Stetzer never met Billy Graham, who died Feb. 21 at age 99. The evangelist’s breakthrough meetings in Los Angeles in 1949 and at New York’s Madison Square Garden happened long before Stetzer was born in 1966.

“I’m the age of Billy Graham’s grandchildren,” Stetzer said. “Not just his children but his grandchildren.” Among his friends are Will Graham, oldest son of Franklin Graham and vice president and associate evangelist with the Billy Graham Evangelistic Association.

Stetzer will co-host the live stream of Graham’s funeral on Friday, March 2, with Jim Kirkland, BGEA executive director for audio media, from the ministry’s radio studio in Charlotte. The broadcast, to air on the Moody Radio Network and other outlets, will begin at 10 a.m. Eastern time, moving into coverage of the funeral which begins at noon.

Stetzer’s first interaction with the Graham organization came in 1988 in Buffalo through one of the evangelist’s 400-plus crusades.

Planting Calvary Christian Church through the Home Mission Board, Stetzer led its members to attend the crusade’s evangelistic training and went door-to-door to invite people to attend the nightly meetings.

“[We] probably had two or three families from the follow-up cards we got from the crusade, in addition to one or two families that we brought [to hear Graham preach] and responded to the Gospel there,” Stetzer recalled.

Growing up in Levitttown, N.Y., outside New York City in an unchurched home, Stetzer can’t recall the first time he heard Graham’s name. After his family moved to the Orlando area, he became a Christian at an Episcopal youth camp in Florida around 1977.

“When I went off to college, I wanted to go to a Christian school that had a good connection to a medical school” for pre-med studies, so he enrolled at the Baptist-affiliated Shorter College (now Shorter University) in Rome, Ga.

“While there I became a Southern Baptist convictionally. My views had changed on baptism and the Episcopal Church was rapidly going in a different direction, so I wanted something that was theologically more in line with where I was.”

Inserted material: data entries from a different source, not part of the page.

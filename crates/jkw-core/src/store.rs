//! The persisted, ordered list of tracked projects.
//!
//! Reads and writes are not synchronised here. Whoever mutates the list owns the
//! load → mutate → save critical section (see `history::HistoryOrderingService`).

use crate::error::{TreeError, TreeResult};
use crate::model::{ProjectKey, TrackedProject};
use crate::traits::{ConfigScope, ConfigurationStore};
use std::collections::HashSet;
use std::sync::Arc;

pub const PROJECT_LIST_KEY: &str = "historyProject.list";

#[derive(Clone)]
pub struct ProjectListStore {
    config: Arc<dyn ConfigurationStore>,
}

impl ProjectListStore {
    pub fn new(config: Arc<dyn ConfigurationStore>) -> Self {
        Self { config }
    }

    /// The persisted list verbatim, in stored order. An unset key is an empty list.
    pub async fn load(&self) -> TreeResult<Vec<TrackedProject>> {
        let value = self
            .config
            .get(PROJECT_LIST_KEY)
            .await
            .map_err(|e| TreeError::persistence(format!("{e:#}")))?;
        match value {
            None | Some(serde_json::Value::Null) => Ok(Vec::new()),
            Some(value) => serde_json::from_value(value).map_err(|e| {
                TreeError::persistence(format!("malformed {PROJECT_LIST_KEY}: {e}"))
            }),
        }
    }

    /// Replaces the persisted list. Later duplicates of a key are dropped.
    pub async fn save(&self, list: &[TrackedProject]) -> TreeResult<()> {
        let list = dedup_keys(list);
        let value = serde_json::to_value(&list)
            .map_err(|e| TreeError::persistence(format!("failed to encode project list: {e}")))?;
        self.config
            .update(PROJECT_LIST_KEY, value, ConfigScope::Global)
            .await
            .map_err(|e| TreeError::persistence(format!("{e:#}")))?;
        tracing::info!(count = list.len(), "tracked project list saved");
        Ok(())
    }

    /// Appends `project` unless its key is already tracked. Returns whether it was added.
    pub async fn track(&self, project: TrackedProject) -> TreeResult<bool> {
        let mut list = self.load().await?;
        let key = project.key();
        if list.iter().any(|p| p.key() == key) {
            return Ok(false);
        }
        list.push(project);
        self.save(&list).await?;
        Ok(true)
    }
}

/// `list` without the entries whose key is in `keys`, survivors kept in order.
pub fn remove(list: &[TrackedProject], keys: &HashSet<ProjectKey>) -> Vec<TrackedProject> {
    list.iter()
        .filter(|p| !keys.contains(&p.key()))
        .cloned()
        .collect()
}

fn dedup_keys(list: &[TrackedProject]) -> Vec<TrackedProject> {
    let mut seen = HashSet::with_capacity(list.len());
    let mut out = Vec::with_capacity(list.len());
    for project in list {
        if seen.insert(project.key()) {
            out.push(project.clone());
        } else {
            tracing::warn!(
                name = %project.name,
                branch = ?project.branch,
                "dropping duplicate tracked project"
            );
        }
    }
    out
}
//! Refresh lifecycle of one tree instance.
//!
//! `Idle → Refreshing → Idle`. A refresh while already refreshing discards the
//! previous scope and stays in `Refreshing`; nothing is queued and the latest
//! request always wins. The tree returns to `Idle` once a root listing for the
//! current generation finishes, successfully or not.

use crate::cache::BuildTreeCache;
use crate::error::TreeResult;
use crate::events::TreeKind;
use crate::model::{BuildNode, JobNode};
use crate::settings::TreeSettings;
use std::sync::{Mutex, PoisonError, RwLock};

#[derive(Debug, Clone, Copy, PartialEq, Eq)]
pub enum TreeStatus {
    Idle,
    Refreshing,
}

pub struct TreeController {
    cache: BuildTreeCache,
    status: Mutex<TreeStatus>,
    settings: RwLock<TreeSettings>,
}

impl TreeController {
    pub fn new(cache: BuildTreeCache, settings: TreeSettings) -> Self {
        cache.set_build_limit(settings.num_builds);
        Self {
            cache,
            status: Mutex::new(TreeStatus::Idle),
            settings: RwLock::new(settings),
        }
    }

    pub fn kind(&self) -> TreeKind {
        self.cache.tree()
    }

    pub fn status(&self) -> TreeStatus {
        *self.status.lock().unwrap_or_else(PoisonError::into_inner)
    }

    pub fn generation(&self) -> u64 {
        self.cache.generation()
    }

    pub fn settings(&self) -> TreeSettings {
        self.settings
            .read()
            .unwrap_or_else(PoisonError::into_inner)
            .clone()
    }

    pub fn cache(&self) -> &BuildTreeCache {
        &self.cache
    }

    /// Abandons any outstanding listing, starts a new generation and notifies
    /// the UI, which is expected to re-query roots and expanded nodes.
    pub fn refresh(&self) -> u64 {
        let mut status = self.status.lock().unwrap_or_else(PoisonError::into_inner);
        *status = TreeStatus::Refreshing;
        let generation = self.cache.invalidate();
        tracing::debug!(tree = ?self.kind(), generation, "tree refresh requested");
        generation
    }

    /// Root nodes under the current generation. Empty if superseded mid-flight.
    pub async fn roots(&self) -> TreeResult<Vec<JobNode>> {
        let generation = self.begin_listing();
        let result = self.cache.list_roots().await;
        self.settle(generation);
        result
    }

    /// Builds below `node` under the current generation. Empty if superseded mid-flight.
    pub async fn expand(&self, node: &JobNode) -> TreeResult<Vec<BuildNode>> {
        self.cache.list_children(&node.job).await
    }

    /// Stores new display settings and forces a refresh. Cached data is only
    /// affected through that invalidation.
    pub fn apply_settings(&self, settings: TreeSettings) -> u64 {
        self.cache.set_build_limit(settings.num_builds);
        *self
            .settings
            .write()
            .unwrap_or_else(PoisonError::into_inner) = settings;
        self.refresh()
    }

    fn begin_listing(&self) -> u64 {
        let mut status = self.status.lock().unwrap_or_else(PoisonError::into_inner);
        *status = TreeStatus::Refreshing;
        self.cache.generation()
    }

    fn settle(&self, generation: u64) {
        let mut status = self.status.lock().unwrap_or_else(PoisonError::into_inner);
        if self.cache.generation() == generation {
            *status = TreeStatus::Idle;
        }
    }
}

#[cfg(test)]
mod tests {
    use super::*;
    use crate::cache::RootSelection;
    use crate::events::TreeEvent;
    use crate::model::JobType;
    use crate::test_support::{build, job, ScriptedSource};
    use pretty_assertions::assert_eq;
    use std::sync::Arc;
    use tokio::sync::mpsc;

    fn controller(
        source: Arc<ScriptedSource>,
    ) -> (TreeController, mpsc::UnboundedReceiver<TreeEvent>) {
        let (tx, rx) = mpsc::unbounded_channel();
        let cache = BuildTreeCache::new(TreeKind::Jobs, source, RootSelection::AllJobs, tx);
        (TreeController::new(cache, TreeSettings::default()), rx)
    }

    fn names(nodes: &[JobNode]) -> Vec<String> {
        nodes.iter().map(|n| n.job.full_name.clone()).collect()
    }

    #[tokio::test]
    async fn starts_idle_and_settles_after_listing() {
        let source = Arc::new(ScriptedSource::new());
        source.push_jobs(Ok(vec![job("a", JobType::Pipeline)]));
        let (ctl, _rx) = controller(source);
        assert_eq!(ctl.status(), TreeStatus::Idle);

        ctl.refresh();
        assert_eq!(ctl.status(), TreeStatus::Refreshing);
        ctl.roots().await.unwrap();
        assert_eq!(ctl.status(), TreeStatus::Idle);
    }

    #[tokio::test]
    async fn failed_listing_still_returns_to_idle() {
        let source = Arc::new(ScriptedSource::new());
        source.push_jobs(Err("connection refused".to_string()));
        let (ctl, _rx) = controller(source);
        ctl.refresh();
        assert!(ctl.roots().await.is_err());
        assert_eq!(ctl.status(), TreeStatus::Idle);
    }

    #[tokio::test]
    async fn refresh_fires_invalidation_with_new_generation() {
        let source = Arc::new(ScriptedSource::new());
        let (ctl, mut rx) = controller(source);
        let generation = ctl.refresh();
        assert_eq!(
            rx.try_recv().unwrap(),
            TreeEvent::Invalidated {
                tree: TreeKind::Jobs,
                generation
            }
        );
        assert_eq!(ctl.generation(), generation);
    }

    #[tokio::test]
    async fn second_refresh_wins_over_slow_first() {
        let source = Arc::new(ScriptedSource::new());
        let slow = source.push_gated_jobs();
        source.push_jobs(Ok(vec![job("new", JobType::Pipeline)]));
        let (ctl, _rx) = controller(source);

        ctl.refresh();
        let first = ctl.roots();
        let (first, second) = tokio::join!(first, async {
            tokio::task::yield_now().await;
            ctl.refresh();
            let second = ctl.roots().await;
            let _ = slow.send(Ok(vec![job("old", JobType::Pipeline)]));
            second
        });

        assert!(first.unwrap().is_empty());
        assert_eq!(names(&second.unwrap()), vec!["new"]);
        assert_eq!(names(&ctl.cache().cached_roots().unwrap()), vec!["new"]);
        assert_eq!(ctl.status(), TreeStatus::Idle);
    }

    #[tokio::test]
    async fn superseded_listing_leaves_tree_refreshing() {
        let source = Arc::new(ScriptedSource::new());
        let slow = source.push_gated_jobs();
        let (ctl, _rx) = controller(source);

        let (first, ()) = tokio::join!(ctl.roots(), async {
            tokio::task::yield_now().await;
            ctl.refresh();
        });
        drop(slow);
        assert!(first.unwrap().is_empty());
        assert_eq!(ctl.status(), TreeStatus::Refreshing);
    }

    #[tokio::test]
    async fn expand_lists_builds_of_node() {
        let source = Arc::new(ScriptedSource::new());
        source.push_builds(Ok(vec![build(9, true), build(8, false)]));
        let (ctl, _rx) = controller(source);
        let node = JobNode::new(job("svc", JobType::Pipeline));
        let builds = ctl.expand(&node).await.unwrap();
        assert_eq!(builds.len(), 2);
        assert!(builds[0].build.building);
        assert_eq!(builds[0].build.result, None);
    }

    #[tokio::test]
    async fn expand_cancelled_mid_call_returns_nothing() {
        let source = Arc::new(ScriptedSource::new());
        let slow = source.push_gated_builds();
        let (ctl, _rx) = controller(source);
        let node = JobNode::new(job("svc", JobType::Pipeline));

        let (builds, ()) = tokio::join!(ctl.expand(&node), async {
            tokio::task::yield_now().await;
            ctl.refresh();
            let _ = slow.send(Ok(vec![build(1, false)]));
        });

        assert!(builds.unwrap().is_empty());
        assert_eq!(ctl.cache().cached_children("svc"), None);
    }

    #[tokio::test]
    async fn apply_settings_refreshes_and_updates_limit() {
        let source = Arc::new(ScriptedSource::new());
        let (ctl, mut rx) = controller(source.clone());
        let before = ctl.generation();
        ctl.apply_settings(TreeSettings {
            directory_separator: " > ".to_string(),
            num_builds: 5,
        });
        assert_eq!(ctl.generation(), before + 1);
        assert_eq!(ctl.settings().directory_separator, " > ");
        assert!(matches!(rx.try_recv(), Ok(TreeEvent::Invalidated { .. })));

        ctl.expand(&JobNode::new(job("svc", JobType::Pipeline)))
            .await
            .unwrap();
        assert_eq!(source.last_build_limit(), Some(5));
    }
}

Stetzer joined a Southern Baptist church, became a youth pastor, was licensed to the ministry at Fifth Avenue Baptist Church and ordained as a 20-year-old at Calvary Baptist Church, both in Rome, before venturing into church planting. While in Buffalo, he studied for five years at Southern Baptist Theological Seminary’s extension center in Pittsburgh, driving four hours each way, often battling winter snowstorms. Over the years, he earned a Ph.D. from Southern along with advanced degrees from Liberty University’s divinity school and Samford University’s Beeson Divinity School.

The trek to Chicagoland

At Wheaton, Stetzer isn’t the lone Southern Baptist.

“Wheaton is an evangelical institution. I fit in fine,” said the popular speaker and author who led LifeWay Research and The Gospel Project curriculum during nine years with LifeWay Christian Resources. “Southern Baptists are well-connected here. We have professors who are Southern Baptists and speakers who are Southern Baptists.

“It’s about the same as working in Southern Baptist life,” he added in lighthearted fashion. “There are areas on baptism where people here differ or Pentecostal gifts where people differ and things of that sort.” His cross-denominational ministry since moving to Wheaton includes serving as the Graham-founded Lausanne Movement’s regional director for North America in advancing international missions causes and networking and, on an interim basis, as teaching pastor at Moody Church in Chicago.

At the Billy Graham Center, with a 1979 cornerstone, Stetzer is part of a range of initiatives that include evangelism in denominational outreach and church planting and in major cities, rural communities, college campuses and prisons.

Also at the center is the Museum of American Evangelism, informally known as the Billy Graham Museum, a 20,000-square-foot facility at the Chicago-area college.

While he was living, “Mr. Graham wouldn’t let us put up as much Billy Graham displays as we would have liked. He was concerned that the museum not be about him,” Stetzer said. With his death, “We now think it’s quite appropriate to have more … to let people know this is a Billy Graham story.”